**What to work on:**
Count the lines below in which "while" appears, then give that number by itself.

**Records for processing:**
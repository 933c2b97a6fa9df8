//! Power series with ball coefficients.

use cert_core::Arb;
use serde::{Deserialize, Serialize};

/// Polynomial (truncated power series) with [`Arb`] coefficients.
///
/// Coefficient `i` multiplies `x^i`; coefficients past [`ArbPoly::len`] are
/// implicitly zero. Constructors and arithmetic leave the series normalised
/// (no trailing exact zeros), while [`ArbPoly::set_length`] deliberately
/// does not.
#[derive(Debug, Clone, PartialEq, Default, Serialize, Deserialize)]
pub struct ArbPoly {
    coeffs: Vec<Arb>,
}

impl ArbPoly {
    /// The zero series.
    pub fn zero() -> Self {
        Self { coeffs: Vec::new() }
    }

    /// The constant series `1`.
    pub fn one() -> Self {
        Self {
            coeffs: vec![Arb::one()],
        }
    }

    /// Series with the given coefficients, normalised.
    pub fn from_coeffs(coeffs: Vec<Arb>) -> Self {
        let mut poly = Self { coeffs };
        poly.normalise();
        poly
    }

    /// Exact series from `f64` coefficients.
    pub fn from_f64s(values: &[f64]) -> Self {
        Self::from_coeffs(values.iter().copied().map(Arb::from_f64).collect())
    }

    /// Number of stored coefficients.
    pub fn len(&self) -> usize {
        self.coeffs.len()
    }

    /// True when no coefficients are stored.
    pub fn is_empty(&self) -> bool {
        self.coeffs.is_empty()
    }

    /// Coefficient of `x^i` (zero past the length).
    pub fn coeff(&self, i: usize) -> Arb {
        self.coeffs.get(i).cloned().unwrap_or_else(Arb::zero)
    }

    /// Stored coefficients.
    pub fn coeffs(&self) -> &[Arb] {
        &self.coeffs
    }

    /// Mutable access to the stored coefficients.
    pub fn coeffs_mut(&mut self) -> &mut [Arb] {
        &mut self.coeffs
    }

    /// Reserves room for at least `n` coefficients without changing the
    /// length.
    pub fn fit_length(&mut self, n: usize) {
        if n > self.coeffs.capacity() {
            self.coeffs.reserve(n - self.coeffs.len());
        }
    }

    /// Sets the length to exactly `n`, zero-filling or dropping coefficients.
    pub fn set_length(&mut self, n: usize) {
        self.coeffs.resize(n, Arb::zero());
    }

    /// Drops every coefficient of index `n` and above, then normalises.
    pub fn truncate(&mut self, n: usize) {
        self.coeffs.truncate(n);
        self.normalise();
    }

    /// Strips trailing exact zeros.
    pub fn normalise(&mut self) {
        while self.coeffs.last().is_some_and(Arb::is_zero) {
            self.coeffs.pop();
        }
    }

    /// Coefficient-wise sum.
    pub fn add(&self, other: &ArbPoly, prec: u32) -> ArbPoly {
        let len = self.len().max(other.len());
        let coeffs = (0..len)
            .map(|i| self.coeff(i).add(&other.coeff(i), prec))
            .collect();
        ArbPoly::from_coeffs(coeffs)
    }

    /// Product truncated to its first `n` coefficients.
    pub fn mullow(&self, other: &ArbPoly, n: usize, prec: u32) -> ArbPoly {
        if self.is_empty() || other.is_empty() || n == 0 {
            return ArbPoly::zero();
        }
        let len = n.min(self.len() + other.len() - 1);
        let mut coeffs = vec![Arb::zero(); len];
        for (i, a) in self.coeffs.iter().enumerate().take(len) {
            for (j, b) in other.coeffs.iter().enumerate().take(len - i) {
                coeffs[i + j] = coeffs[i + j].addmul(a, b, prec);
            }
        }
        ArbPoly::from_coeffs(coeffs)
    }

    /// Value at `x` by Horner's rule.
    pub fn evaluate(&self, x: &Arb, prec: u32) -> Arb {
        self.coeffs
            .iter()
            .rev()
            .fold(Arb::zero(), |acc, c| acc.mul(x, prec).add(c, prec))
    }
}

impl From<Vec<Arb>> for ArbPoly {
    fn from(coeffs: Vec<Arb>) -> Self {
        ArbPoly::from_coeffs(coeffs)
    }
}

#[cfg(test)]
mod tests {
    use super::*;

    #[test]
    fn normalise_strips_only_exact_zeros() {
        let mut poly = ArbPoly::from_f64s(&[1.0, 2.0, 0.0, 0.0]);
        assert_eq!(poly.len(), 2);
        poly.set_length(5);
        assert_eq!(poly.len(), 5);
        poly.normalise();
        assert_eq!(poly.len(), 2);

        let fuzzy = Arb::new(0.0, cert_core::Mag::from_2exp(-60));
        let poly = ArbPoly::from_coeffs(vec![Arb::one(), fuzzy]);
        assert_eq!(poly.len(), 2);
    }

    #[test]
    fn mullow_truncates() {
        // (1 + x)^2 = 1 + 2x + x^2
        let p = ArbPoly::from_f64s(&[1.0, 1.0]);
        let sq = p.mullow(&p, 2, 53);
        assert_eq!(sq.len(), 2);
        assert!(sq.coeff(1).contains_f64(2.0));
        assert!(sq.coeff(2).is_zero());
    }

    #[test]
    fn horner_evaluation() {
        let p = ArbPoly::from_f64s(&[1.0, -3.0, 2.0]);
        assert!(p.evaluate(&Arb::from_f64(2.0), 53).contains_f64(3.0));
    }
}
use cert_calc::{cauchy_bound, integrate_taylor};
use cert_core::{Acb, Arb, CertError};
use criterion::{black_box, criterion_group, criterion_main, Criterion};
use rand::rngs::StdRng;
use rand::{Rng, SeedableRng};

fn quartic(out: &mut [Acb], z: &Acb, prec: u32) -> Result<(), CertError> {
    // z^4 + z
    let z2 = z.sqr(prec);
    let values = [
        z2.sqr(prec).add(z, prec),
        z2.mul(z, prec).mul_ui(4, prec).add(&Acb::one(), prec),
        z2.mul_ui(6, prec),
        z.mul_ui(4, prec),
        Acb::one(),
    ];
    for (k, coeff) in out.iter_mut().enumerate() {
        *coeff = values.get(k).cloned().unwrap_or_else(Acb::zero);
    }
    Ok(())
}

fn bench_integrate(c: &mut Criterion) {
    let mut rng = StdRng::seed_from_u64(1234);
    let endpoints: Vec<(Acb, Acb)> = (0..8)
        .map(|_| {
            let a = Acb::from_f64(rng.gen_range(-2.0..2.0), rng.gen_range(-2.0..2.0));
            let b = Acb::from_f64(rng.gen_range(-2.0..2.0), rng.gen_range(-2.0..2.0));
            (a, b)
        })
        .collect();

    c.bench_function("integrate_taylor_quartic", |b| {
        b.iter(|| {
            for (start, end) in &endpoints {
                let _ = black_box(integrate_taylor(&quartic, start, end, 0.5, 1.0, 53, 53));
            }
        })
    });

    c.bench_function("cauchy_bound_depth8", |b| {
        b.iter(|| {
            let _ = black_box(cauchy_bound(
                &quartic,
                &Acb::from_f64(0.3, -0.2),
                &Arb::from_f64(1.5),
                8,
                53,
            ));
        })
    });
}

criterion_group!(benches, bench_integrate);
criterion_main!(benches);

**Solution to this exercise:**
2